YMCA, other workout centers use short-term programs to offset summer membership slumps.

Many health clubs struggle to maintain memberships through the summer, but day camps are a good way to keep interest in a facility.

The Springfield Family YMCA, 300 S. Limestone St. has had one of its more successful summer camp seasons, and four weeks are still left in the season.

“It gives us a chance to reach more folks and is a huge service,” said Vince Chase, CEO of the YMCA.

According to the International Health, Racquet & Sportsclub Association, summer camps are an important way for clubs, especially those without pools, to stay afloat in the summer.

“Clubs that have the facilities and ability to provide summer camps are able to generate important revenues over the summer months, that are often slower for most health clubs,” said Meredith Poppler, vice president of industry growth, in an e-mail.

Since Chase was hired as CEO last year, he said memberships have risen, but dropped by about 300 members to 4,367 for the summer months.

“Some of that is because of the increase in our rates,” Chase said. “But we’re really working on building quality.”

Chase and his camp staff said last year they saw maybe 40 or 50 children for their summer camps; this year they have already seen around 80 children so far. The YMCA has three camps - Camp Journey for children with mental or physical handicaps,the Day Camp at the local facility, and a camp at Lincoln Park.

The Y uses the revenue generated by the camp as the budget to run the camp and do special field trips.

This year the Y camps have gone to “a field trip every week, it gives the kids more exposure into the community,” said Casey Rosseberry, camp counselor.

And at Lincoln Park, 90 to 95 percent of the children are non-members, said Jeremy Allen, camp counselor at Lincoln Park.

“We’re really hoping some of those become members, after all we still have four more weeks of camps,” Chase said.

While camps such as the Y have a pool and day camp, many gyms don’t have the ability to combat the summer slump.

According to IHRSA, only 21.5 percent of health and fitness clubs surveyed in the U.S. and Canada offer summer camp programs.

“Of course, not all health clubs have the facilities, especially the outdoor space necessary for hosting a camp,” Poppler said.

Poppler said that gyms with pools often do not have the same attendance decline as fitness only clubs.

Game Time Sports Center, in the former Springfield Racquet Club building on Bogles Run Road in Urbana, has had a drop off in the summer months they’ve been able to combat with various sports clinics.

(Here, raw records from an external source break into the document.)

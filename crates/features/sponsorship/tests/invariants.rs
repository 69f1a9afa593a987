use proptest::prelude::*;
use psf_domain::catalog::{BenefitId, PackageId};
use psf_sponsorship::{Catalog, Configurator, CostStatus, Phase};
use std::sync::Arc;

static BENEFITS: [&str; 8] = ["logo", "booth", "talk", "swag", "jobs", "party", "blog", "keynote"];
static PACKAGES: [&str; 4] = ["gold", "silver", "stage", ""];

fn catalog() -> Arc<Catalog> {
    Arc::new(
        Catalog::from_json(
            r#"{
                "benefits": [
                    { "id": "logo", "cost": 100 },
                    { "id": "booth" },
                    { "id": "talk", "cost": 200, "conflicts": ["logo"] },
                    { "id": "swag", "flags": "PACKAGE_ONLY" },
                    { "id": "jobs", "cost": 150, "flags": "STANDALONE" },
                    { "id": "party", "cost": 90, "flags": "UNAVAILABLE" },
                    { "id": "blog", "cost": 300, "conflicts": ["keynote"] },
                    { "id": "keynote", "conflicts": ["talk"] }
                ],
                "packages": [
                    { "id": "gold", "cost": 5000, "benefits": ["logo", "booth", "swag"] },
                    { "id": "silver", "cost": 2500, "benefits": ["booth"], "allowALaCarte": false },
                    { "id": "stage", "cost": 8000, "benefits": ["keynote", "talk", "booth"] }
                ]
            }"#,
        )
        .unwrap(),
    )
}

#[derive(Debug, Clone)]
enum Action {
    Package(&'static str),
    Toggle(&'static str),
    Clear,
}

fn action() -> impl Strategy<Value = Action> {
    prop_oneof![
        2 => prop::sample::select(PACKAGES.as_slice()).prop_map(Action::Package),
        5 => prop::sample::select(BENEFITS.as_slice()).prop_map(Action::Toggle),
        1 => Just(Action::Clear),
    ]
}

fn apply(form: &mut Configurator, action: &Action) {
    match action {
        Action::Package(id) => {
            form.select_package(&PackageId::from(*id)).unwrap();
        },
        Action::Toggle(id) => {
            // Ineligible benefits are rejected without side effects.
            let _ = form.toggle_benefit(&BenefitId::from(*id));
        },
        Action::Clear => form.clear_form(),
    }
}

fn assert_consistent(form: &Configurator) {
    let catalog = form.catalog();
    let checked: Vec<_> = form.selected_benefits().collect();

    for (i, a) in checked.iter().enumerate() {
        for b in &checked[i + 1..] {
            assert!(!catalog.conflicting(&a.id, &b.id), "{} and {} are both checked", a.id, b.id);
        }
    }

    let package = form.selected_package();
    for benefit in &checked {
        let bundled = package.is_some_and(|p| p.includes(&benefit.id));
        if benefit.is_package_only() {
            assert!(bundled, "package-only {} checked outside its bundle", benefit.id);
        }
        if package.is_some() && benefit.is_standalone() {
            assert!(bundled, "standalone {} checked next to a package", benefit.id);
        }
        if benefit.is_unavailable() {
            assert!(bundled, "sold out {} checked", benefit.id);
        }
    }

    match form.phase() {
        Phase::NoPackage if checked.is_empty() => assert_eq!(form.cost(), CostStatus::Empty),
        Phase::NoPackage => {
            let priced: Option<u64> = checked.iter().map(|b| b.cost).sum();
            assert_eq!(form.cost(), priced.map_or(CostStatus::Custom, CostStatus::Fixed));
        },
        Phase::Package { clean: true, .. } => {
            let cost = package.map(|p| p.cost).unwrap_or_default();
            assert_eq!(form.cost(), CostStatus::Fixed(cost));
        },
        Phase::Package { clean: false, .. } => assert_eq!(form.cost(), CostStatus::Custom),
    }
}

proptest! {
    #[test]
    fn every_transition_leaves_a_consistent_selection(actions in prop::collection::vec(action(), 0..40)) {
        let mut form = Configurator::with_static_costs(catalog());
        for action in &actions {
            apply(&mut form, action);
            assert_consistent(&form);
        }
    }

    #[test]
    fn selecting_a_package_forgets_earlier_choices(
        actions in prop::collection::vec(action(), 0..20),
        package in prop::sample::select(&PACKAGES[..3]),
    ) {
        let mut fresh = Configurator::with_static_costs(catalog());
        fresh.select_package(&package.into()).unwrap();

        let mut used = Configurator::with_static_costs(catalog());
        for action in &actions {
            apply(&mut used, action);
        }
        used.select_package(&package.into()).unwrap();

        prop_assert_eq!(used.form(), fresh.form());
        prop_assert_eq!(used.cost(), fresh.cost());
        prop_assert_eq!(used.phase(), fresh.phase());
    }

    #[test]
    fn reselecting_the_package_is_idempotent(actions in prop::collection::vec(action(), 0..20)) {
        let mut form = Configurator::with_static_costs(catalog());
        for action in &actions {
            apply(&mut form, action);
        }
        if let Some(id) = form.selected_package().map(|p| p.id.clone()) {
            form.select_package(&id).unwrap();
            let once = (form.form(), form.cost());
            form.select_package(&id).unwrap();
            prop_assert_eq!((form.form(), form.cost()), once);
            let clean = matches!(form.phase(), Phase::Package { clean: true, .. });
            prop_assert!(clean, "reselected package is not clean");
        }
    }

    #[test]
    fn restoring_a_submitted_form_reproduces_it(actions in prop::collection::vec(action(), 0..30)) {
        let mut form = Configurator::with_static_costs(catalog());
        for action in &actions {
            apply(&mut form, action);
        }

        let submitted = form.form();
        let restored = Configurator::restore(catalog(), psf_sponsorship::StaticCosts, &submitted).unwrap();

        prop_assert_eq!(restored.form(), submitted);
        prop_assert_eq!(restored.cost(), form.cost());
    }
}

Andrea Shiffer Tullis, co-owner of the sports center, said they have hosted basketball, tennis and volleyball clinics all summer, and have two more weeks of tennis.

“The clinics all bring in people in the summer since it’s such a down time,” she said. “We had the basketball clinics just to help bring people in.”

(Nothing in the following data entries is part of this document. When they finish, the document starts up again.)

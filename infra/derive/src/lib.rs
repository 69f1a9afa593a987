#![allow(unreachable_pub)]
#![allow(clippy::needless_pass_by_value)]

//! # Macros
//!
//! Procedural macros shared by every crate in the workspace.
//!
//! * [`psf_error`] turns a plain enum into a context-aware error type.
//! * [`psf_slice`] wraps feature state into a cheaply clonable slice handle.
//! * [`api_model`] / [`api_handler`] keep HTTP DTOs and handlers consistent.
//!
//! Examples are `ignore`d because a proc-macro crate cannot use its own macros
//! in doctests; the consuming crates carry the real tests.

mod macros;

use proc_macro::TokenStream;
use syn::{DeriveInput, ItemFn, ItemStruct, parse_macro_input};

/// Attribute macro to define a standard API data model.
///
/// # Injected Behaviors
///
/// * **Derives**: adds `Debug`, `Serialize` and `Deserialize` when missing.
/// * **`OpenAPI`**: adds `utoipa::ToSchema` when the consuming crate enables `server`.
/// * **Serde Policy**: `rename_all = "camelCase"` unless overridden, and
///   `deny_unknown_fields` unless `deny_unknown_fields = false` is passed.
///
/// # Example
///
/// ```rust,ignore
/// use psf_derive::api_model;
///
/// #[api_model]
/// pub struct CostResponse {
///     pub cost: u64,
/// }
/// ```
#[proc_macro_attribute]
pub fn api_model(attr: TokenStream, item: TokenStream) -> TokenStream {
    let input = parse_macro_input!(item as ItemStruct);
    macros::api::expand_api_model(attr.into(), input).into()
}

/// Attribute macro to bridge Axum handlers with `OpenAPI` documentation.
///
/// Accepts standard `utoipa::path` arguments. The path attribute is only emitted
/// when the consuming crate enables its `server` feature.
///
/// ```rust,ignore
/// #[api_handler(post, path = "/api/pgtune", responses((status = OK)), tag = "Tuning")]
/// pub async fn tune_handler() -> impl IntoResponse { /* ... */ }
/// ```
#[proc_macro_attribute]
pub fn api_handler(args: TokenStream, item: TokenStream) -> TokenStream {
    let input = parse_macro_input!(item as ItemFn);
    macros::api::expand_api_handler(args.into(), input).into()
}

/// Attribute macro for defining domain-specific error enums.
///
/// # Generated Items
///
/// * `#[derive(Debug, thiserror::Error)]` unless already present.
/// * `<ErrorName>Ext` trait with `.context(...)` for `Result<T, ErrorName>` and for
///   `Result<T, SourceError>` of every variant carrying a `source` field.
/// * `From<SourceError>` for every such variant.
/// * `From<&'static str>` and `From<String>` when an `Internal` variant exists.
/// * A private `format_context` helper for use in `#[error(...)]` strings.
///
/// # Requirements
///
/// 1. The macro must be applied to an **enum** with named-field variants only.
/// 2. A `context` field must have the type `Option<Cow<'static, str>>`.
/// 3. Variants wrapping an upstream error (`source` field, `#[source]` or `#[from]`)
///    must also carry a `context` field.
///
/// # Example
///
/// ```rust,ignore
/// use std::borrow::Cow;
///
/// #[psf_derive::psf_error]
/// pub enum CatalogError {
///     #[error("Catalog parse error{}: {source}", format_context(.context))]
///     Parse { source: serde_json::Error, context: Option<Cow<'static, str>> },
///
///     #[error("Internal catalog error{}: {message}", format_context(.context))]
///     Internal { message: Cow<'static, str>, context: Option<Cow<'static, str>> },
/// }
///
/// fn load(raw: &str) -> Result<Catalog, CatalogError> {
///     let doc = serde_json::from_str(raw).context("Reading catalog document")?;
///     Catalog::try_from(doc).map_err(|_| "Catalog rejected".into())
/// }
/// ```
#[proc_macro_attribute]
pub fn psf_error(_args: TokenStream, item: TokenStream) -> TokenStream {
    let input = parse_macro_input!(item as DeriveInput);
    macros::error::expand_derive(input).into()
}

/// Attribute macro to define a feature slice handle.
///
/// The annotated struct becomes `<Name>Inner`; `<Name>` is generated as an
/// `Arc` wrapper that derefs to the inner state and implements
/// `psf_kernel::domain::registry::FeatureSlice`.
///
/// ```rust,ignore
/// #[psf_derive::psf_slice]
/// pub struct Sponsorship {
///     pub catalog: Arc<Catalog>,
/// }
///
/// let slice = Sponsorship::new(SponsorshipInner { catalog });
/// ```
#[proc_macro_attribute]
pub fn psf_slice(_attr: TokenStream, item: TokenStream) -> TokenStream {
    let input = syn::parse_macro_input!(item as ItemStruct);
    macros::slice::expand_slice(input).into()
}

The sports center has only been open since September, but has been steady since then, Tullis said.

Locally, the Y has one of the few day camp programs available. The Fitness Cellar hosts conditioning for local schools’ sports teams year round but not necessarily a camp.

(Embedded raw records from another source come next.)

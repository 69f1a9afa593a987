//! Cost status and the strategies that compute it.

use crate::catalog::{Catalog, Package};
use psf_domain::catalog::BenefitId;
use psf_domain::config::CostResolutionMode;
use psf_domain::constants::{CUSTOM_COST_LABEL, UPDATING_COST_LABEL};
use serde::Serialize;
use std::collections::BTreeSet;
use std::fmt;

/// What the cost label currently says.
#[derive(Debug, Clone, Copy, Default, PartialEq, Eq, Hash, Serialize)]
#[serde(tag = "status", content = "amount", rename_all = "snake_case")]
pub enum CostStatus {
    /// Nothing selected.
    #[default]
    Empty,
    /// A price in whole US dollars.
    Fixed(u64),
    /// The selection needs a manual quote.
    Custom,
    /// An authoritative lookup is in flight.
    Updating,
}

impl CostStatus {
    #[must_use]
    pub const fn amount(self) -> Option<u64> {
        match self {
            Self::Fixed(amount) => Some(amount),
            _ => None,
        }
    }
}

impl fmt::Display for CostStatus {
    fn fmt(&self, f: &mut fmt::Formatter<'_>) -> fmt::Result {
        match self {
            Self::Empty => Ok(()),
            Self::Fixed(amount) => write!(f, "Sponsorship cost is ${} USD", group_thousands(*amount)),
            Self::Custom => f.write_str(CUSTOM_COST_LABEL),
            Self::Updating => f.write_str(UPDATING_COST_LABEL),
        }
    }
}

/// `5000` becomes `5,000`.
fn group_thousands(amount: u64) -> String {
    let digits = amount.to_string();
    let mut out = String::with_capacity(digits.len() + digits.len() / 3);
    for (i, ch) in digits.chars().enumerate() {
        if i > 0 && (digits.len() - i) % 3 == 0 {
            out.push(',');
        }
        out.push(ch);
    }
    out
}

/// Everything a strategy may look at.
#[derive(Debug, Clone, Copy)]
pub struct PricingInput<'a> {
    pub catalog: &'a Catalog,
    pub package: Option<&'a Package>,
    pub selected: &'a BTreeSet<BenefitId>,
    /// Whether `selected` diverges from `package` as sold.
    pub customized: bool,
}

/// Result of asking a strategy for the cost.
#[derive(Debug, Clone, Copy, PartialEq, Eq)]
pub enum Resolution {
    Settled(CostStatus),
    /// The price has to come from the cost endpoint.
    Deferred,
}

/// Strategy for pricing a selection.
pub trait CostResolver: fmt::Debug + Send + Sync {
    fn resolve(&self, input: &PricingInput<'_>) -> Resolution;
}

/// Prices straight from the catalog.
#[derive(Debug, Default, Clone, Copy, PartialEq, Eq)]
pub struct StaticCosts;

impl StaticCosts {
    #[must_use]
    pub fn price(input: &PricingInput<'_>) -> CostStatus {
        match input.package {
            Some(_) if input.customized => CostStatus::Custom,
            Some(package) => CostStatus::Fixed(package.cost),
            None if input.selected.is_empty() => CostStatus::Empty,
            None => input
                .selected
                .iter()
                .map(|id| input.catalog.benefit(id).and_then(|benefit| benefit.cost))
                .sum::<Option<u64>>()
                .map_or(CostStatus::Custom, CostStatus::Fixed),
        }
    }
}

impl CostResolver for StaticCosts {
    fn resolve(&self, input: &PricingInput<'_>) -> Resolution {
        Resolution::Settled(Self::price(input))
    }
}

/// Defers every price the catalog could state to the cost endpoint.
///
/// Custom and empty selections settle locally; there is nothing to ask for.
#[derive(Debug, Default, Clone, Copy, PartialEq, Eq)]
pub struct RemoteCosts;

impl CostResolver for RemoteCosts {
    fn resolve(&self, input: &PricingInput<'_>) -> Resolution {
        match StaticCosts::price(input) {
            CostStatus::Fixed(_) => Resolution::Deferred,
            other => Resolution::Settled(other),
        }
    }
}

/// Strategy picked from configuration.
#[derive(Debug, Clone, Copy, PartialEq, Eq)]
pub enum Pricing {
    Static(StaticCosts),
    Remote(RemoteCosts),
}

impl From<CostResolutionMode> for Pricing {
    fn from(mode: CostResolutionMode) -> Self {
        match mode {
            CostResolutionMode::Static => Self::Static(StaticCosts),
            CostResolutionMode::Remote => Self::Remote(RemoteCosts),
        }
    }
}

impl Default for Pricing {
    fn default() -> Self {
        Self::Static(StaticCosts)
    }
}

impl CostResolver for Pricing {
    fn resolve(&self, input: &PricingInput<'_>) -> Resolution {
        match self {
            Self::Static(inner) => inner.resolve(input),
            Self::Remote(inner) => inner.resolve(input),
        }
    }
}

“We have several of the local high schools and middle schools in the area do our spinning program with us as a group,” said Tammy Beam, co-owner of the Fitness Cellar at 137 E. Main St. “Basically it’s their sports teams that are just (doing) off season conditioning or getting in shape for their season.”

The Fitness Cellar is currently working with sports teams from Shawnee High School, Northeastern, Catholic Central and Urbana. Besides spinning, the also offer the weight lifting class Body Pump.

The club is not membership based but offers 40 to 45 classes a week and personal training. Beam said personal training drops some in the summer time, but the classes stay steady.

“We’ve been in the new location for three years and this has been our best year,” she said.

Wittenberg University also hosts a number of youth athletic camps, but declined to be in this report.

“There’s a lot of working people whose kids could be taking advantage of camps while they’re at work,” Chase said. The YMCA provides financial assistance to those who need it to attend those camps. So far they have given $8,500 in scholarships for the YMCA.